Results of the Central Student Government’s fall 2015 elections are in, with voters selecting representatives from the Ford School of Public Policy, Medical School and School of Education — in addition to the student who will head the Department of Public Safety and Security Oversight Committee. Due to a tie of one vote each, no candidate from the School of Natural Resources and Environment was deemed eligible to serve on the CSG Assembly.

While those elections have concluded, voting is now underway for representative positions from LSA and Rackham Graduate School due to an error in the online voting system.

According to CSG elections director Benjamin Reese, a third-year law student, voting for each of these two schools will run through Tuesday. All votes cast during last week’s originally scheduled election must be recast.
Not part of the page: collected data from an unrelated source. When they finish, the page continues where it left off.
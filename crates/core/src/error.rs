use thiserror::Error;

use crate::model::{ImageRefError, SubtopicError, TopicError};

#[derive(Debug, Error)]
pub enum Error {
    #[error(transparent)]
    Topic(#[from] TopicError),
    #[error(transparent)]
    Subtopic(#[from] SubtopicError),
    #[error(transparent)]
    ImageRef(#[from] ImageRefError),
}
use std::sync::Arc;

use storage::repository::Storage;

use crate::Clock;
use crate::error::AppServicesError;
use crate::progress::ProgressService;
use crate::session::UserSession;
use crate::subtopic_service::SubtopicService;
use crate::topic_service::TopicService;

/// Assembles app-facing services over a shared storage backend.
#[derive(Clone)]
pub struct AppServices {
    session: UserSession,
    topic_service: Arc<TopicService>,
    subtopic_service: Arc<SubtopicService>,
    progress_service: Arc<ProgressService>,
}

impl AppServices {
    /// Build services backed by `SQLite` storage.
    ///
    /// # Errors
    ///
    /// Returns `AppServicesError` if storage initialization fails.
    pub async fn new_sqlite(
        db_url: &str,
        clock: Clock,
        session: UserSession,
    ) -> Result<Self, AppServicesError> {
        let storage = Storage::sqlite(db_url).await?;
        Ok(Self::from_storage(&storage, clock, session))
    }

    /// Build services over in-memory storage, for tests and prototyping.
    #[must_use]
    pub fn in_memory(clock: Clock, session: UserSession) -> Self {
        let storage = Storage::in_memory();
        Self::from_storage(&storage, clock, session)
    }

    /// Wire services over an already-open storage backend.
    #[must_use]
    pub fn from_storage(storage: &Storage, clock: Clock, session: UserSession) -> Self {
        let topic_service = Arc::new(TopicService::new(clock, Arc::clone(&storage.topics)));
        let subtopic_service = Arc::new(SubtopicService::new(
            clock,
            Arc::clone(&storage.topics),
            Arc::clone(&storage.subtopics),
        ));
        let progress_service = Arc::new(ProgressService::new(
            Arc::clone(&storage.topics),
            Arc::clone(&storage.subtopics),
            storage.feeds.clone(),
            session.clone(),
        ));

        Self {
            session,
            topic_service,
            subtopic_service,
            progress_service,
        }
    }

    #[must_use]
    pub fn session(&self) -> &UserSession {
        &self.session
    }

    #[must_use]
    pub fn topics(&self) -> Arc<TopicService> {
        Arc::clone(&self.topic_service)
    }

    #[must_use]
    pub fn subtopics(&self) -> Arc<SubtopicService> {
        Arc::clone(&self.subtopic_service)
    }

    #[must_use]
    pub fn progress(&self) -> Arc<ProgressService> {
        Arc::clone(&self.progress_service)
    }
}
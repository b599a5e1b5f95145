use sqlx::Row;
use sqlx::sqlite::SqliteRow;

use study_core::model::{ImageRef, OwnerId, Subtopic, SubtopicId, Topic, TopicId};

use crate::repository::StorageError;

pub(crate) fn ser<E: core::fmt::Display>(e: E) -> StorageError {
    StorageError::Serialization(e.to_string())
}

fn i64_to_u64(field: &'static str, v: i64) -> Result<u64, StorageError> {
    u64::try_from(v).map_err(|_| StorageError::Serialization(format!("{field} sign overflow")))
}

pub(crate) fn topic_id_from_i64(v: i64) -> Result<TopicId, StorageError> {
    Ok(TopicId::new(i64_to_u64("topic_id", v)?))
}

pub(crate) fn subtopic_id_from_i64(v: i64) -> Result<SubtopicId, StorageError> {
    Ok(SubtopicId::new(i64_to_u64("subtopic_id", v)?))
}

pub(crate) fn topic_id_to_i64(id: TopicId) -> Result<i64, StorageError> {
    i64::try_from(id.value()).map_err(|_| StorageError::Serialization("topic_id overflow".into()))
}

pub(crate) fn subtopic_id_to_i64(id: SubtopicId) -> Result<i64, StorageError> {
    i64::try_from(id.value())
        .map_err(|_| StorageError::Serialization("subtopic_id overflow".into()))
}

pub(crate) fn owner_from_raw(raw: Option<String>) -> Result<Option<OwnerId>, StorageError> {
    raw.map(|s| OwnerId::new(s).map_err(ser)).transpose()
}

pub(crate) fn image_from_raw(raw: Option<String>) -> Result<Option<ImageRef>, StorageError> {
    raw.map(|s| ImageRef::parse(s).map_err(ser)).transpose()
}

pub(crate) fn map_topic_row(row: &SqliteRow) -> Result<Topic, StorageError> {
    Topic::new(
        topic_id_from_i64(row.try_get::<i64, _>("id").map_err(ser)?)?,
        owner_from_raw(row.try_get::<Option<String>, _>("owner_id").map_err(ser)?)?,
        row.try_get::<String, _>("title").map_err(ser)?,
        row.try_get("created_at").map_err(ser)?,
    )
    .map_err(ser)
}

pub(crate) fn map_subtopic_row(row: &SqliteRow) -> Result<Subtopic, StorageError> {
    Subtopic::from_persisted(
        subtopic_id_from_i64(row.try_get::<i64, _>("id").map_err(ser)?)?,
        topic_id_from_i64(row.try_get::<i64, _>("topic_id").map_err(ser)?)?,
        owner_from_raw(row.try_get::<Option<String>, _>("owner_id").map_err(ser)?)?,
        row.try_get::<String, _>("title").map_err(ser)?,
        row.try_get::<String, _>("description").map_err(ser)?,
        row.try_get::<i64, _>("checked").map_err(ser)? != 0,
        row.try_get::<i64, _>("bookmarked").map_err(ser)? != 0,
        image_from_raw(row.try_get::<Option<String>, _>("image_ref").map_err(ser)?)?,
        row.try_get("created_at").map_err(ser)?,
    )
    .map_err(ser)
}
The error stemmed from the voting system’s ranking mechanism, a setting that Reese said wasn’t enabled when elections went live online. Subsequently, he said, it was not clear which candidate was being voted for in the cases of LSA and Rackham. Elections for DPS Oversight, as well as those for all schools besides LSA and Rackham, were not affected.

LSA sophomore Lisa Pomeranz won the DPSS Oversight elections with 568 votes over Engineering sophomore John Houghton who had 318. Public Policy senior Sloane Forbush won the representative seat with 37 votes over Public Policy junior Sara Dagher, who had 27.

With 51 votes, second-year Medical student Alia Ahmed won the Medical School representative position by a margin of 11 votes over a write-in candidate, second-year Medical student Benjamin D. Long. Education graduate student Michael Chrzan, a write-in candidate, won with a total of five votes to be a School of Education representative.

All of the eligible voters from each school are compiled in a list, though votes can come from anyone who visits the voting website. Reese said the administration checks through the voters and compares them to the master list to make sure those capable of voting are validated.

“Everyone’s allowed to vote, if they’re not on that list we have to see whether they’re enrolled or not,” Reese said.

Reese said a member of the University administration supervises the elections. The elections director is not privy to the actual lists, because of laws under the Family Educational Rights and Privacy Act that protect students’ information from being released to other students.

Write-ins to fill the vacancies for all available schools included a write-in nomination for Michigan Football coach Jim Harbaugh, and voters for the School of Education provided a double ticket of Bernie Sanders and Ben Carson for the representative position.

“It happens every year,” Reese said of the joke write-ins.